[Data for this task]
*-*-*

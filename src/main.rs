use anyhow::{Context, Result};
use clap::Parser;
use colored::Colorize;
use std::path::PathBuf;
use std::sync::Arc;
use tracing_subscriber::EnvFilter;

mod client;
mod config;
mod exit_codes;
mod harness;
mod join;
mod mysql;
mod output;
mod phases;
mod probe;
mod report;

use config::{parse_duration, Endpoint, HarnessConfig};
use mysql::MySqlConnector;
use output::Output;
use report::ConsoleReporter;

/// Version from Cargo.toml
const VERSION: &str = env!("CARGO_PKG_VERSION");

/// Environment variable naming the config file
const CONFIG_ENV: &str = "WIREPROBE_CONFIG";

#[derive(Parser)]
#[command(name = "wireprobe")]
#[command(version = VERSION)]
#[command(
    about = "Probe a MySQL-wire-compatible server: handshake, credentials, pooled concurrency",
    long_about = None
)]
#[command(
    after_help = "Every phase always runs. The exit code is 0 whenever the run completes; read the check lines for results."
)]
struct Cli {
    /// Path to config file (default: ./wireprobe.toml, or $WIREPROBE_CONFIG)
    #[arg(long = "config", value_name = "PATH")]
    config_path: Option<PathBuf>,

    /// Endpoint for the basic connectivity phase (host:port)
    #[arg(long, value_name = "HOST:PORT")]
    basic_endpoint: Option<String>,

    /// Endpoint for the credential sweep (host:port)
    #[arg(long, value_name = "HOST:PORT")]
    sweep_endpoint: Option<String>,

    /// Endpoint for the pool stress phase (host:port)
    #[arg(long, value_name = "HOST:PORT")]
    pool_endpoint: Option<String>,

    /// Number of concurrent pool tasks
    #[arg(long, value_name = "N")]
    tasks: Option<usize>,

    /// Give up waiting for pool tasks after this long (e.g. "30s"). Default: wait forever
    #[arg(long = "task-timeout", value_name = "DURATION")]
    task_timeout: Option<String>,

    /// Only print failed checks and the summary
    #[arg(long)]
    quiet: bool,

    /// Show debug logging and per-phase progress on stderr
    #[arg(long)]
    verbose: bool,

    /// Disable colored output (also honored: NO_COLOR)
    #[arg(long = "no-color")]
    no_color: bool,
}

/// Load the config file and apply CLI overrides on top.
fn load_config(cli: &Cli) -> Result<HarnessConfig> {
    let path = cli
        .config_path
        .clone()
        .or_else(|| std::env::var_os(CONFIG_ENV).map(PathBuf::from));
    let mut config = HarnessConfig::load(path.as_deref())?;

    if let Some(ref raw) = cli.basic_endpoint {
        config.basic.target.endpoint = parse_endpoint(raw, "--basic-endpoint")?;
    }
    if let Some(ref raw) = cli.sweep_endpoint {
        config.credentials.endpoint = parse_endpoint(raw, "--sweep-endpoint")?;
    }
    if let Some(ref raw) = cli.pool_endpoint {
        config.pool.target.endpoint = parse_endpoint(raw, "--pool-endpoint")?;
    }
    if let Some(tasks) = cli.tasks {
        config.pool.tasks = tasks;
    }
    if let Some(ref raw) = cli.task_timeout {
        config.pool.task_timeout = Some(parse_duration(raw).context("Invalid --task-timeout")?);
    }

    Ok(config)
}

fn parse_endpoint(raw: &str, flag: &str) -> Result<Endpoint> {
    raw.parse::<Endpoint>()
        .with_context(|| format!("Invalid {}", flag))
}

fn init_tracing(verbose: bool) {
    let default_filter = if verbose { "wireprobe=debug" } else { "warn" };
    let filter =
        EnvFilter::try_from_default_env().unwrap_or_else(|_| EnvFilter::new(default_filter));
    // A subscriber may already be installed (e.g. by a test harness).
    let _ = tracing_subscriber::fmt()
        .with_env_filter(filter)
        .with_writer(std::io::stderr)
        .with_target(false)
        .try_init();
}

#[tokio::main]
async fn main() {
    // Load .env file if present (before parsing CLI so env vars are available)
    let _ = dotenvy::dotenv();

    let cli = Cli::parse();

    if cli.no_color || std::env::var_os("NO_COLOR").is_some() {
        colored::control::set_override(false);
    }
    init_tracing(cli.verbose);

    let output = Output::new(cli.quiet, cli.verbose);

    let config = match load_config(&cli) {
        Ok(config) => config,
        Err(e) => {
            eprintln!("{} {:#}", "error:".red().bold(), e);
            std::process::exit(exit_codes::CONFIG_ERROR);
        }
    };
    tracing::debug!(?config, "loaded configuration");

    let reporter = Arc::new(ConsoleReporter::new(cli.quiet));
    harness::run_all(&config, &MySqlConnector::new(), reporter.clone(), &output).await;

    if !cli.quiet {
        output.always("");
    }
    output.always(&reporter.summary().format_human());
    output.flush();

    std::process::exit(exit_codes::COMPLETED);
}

*-*-*

[Activity] Examine the records and pull out every line where the string "MySqlConnector" occurs.

[Response to this task]
use mysql::MySqlConnector;
    harness::run_all(&config, &MySqlConnector::new(), reporter.clone(), &output).await;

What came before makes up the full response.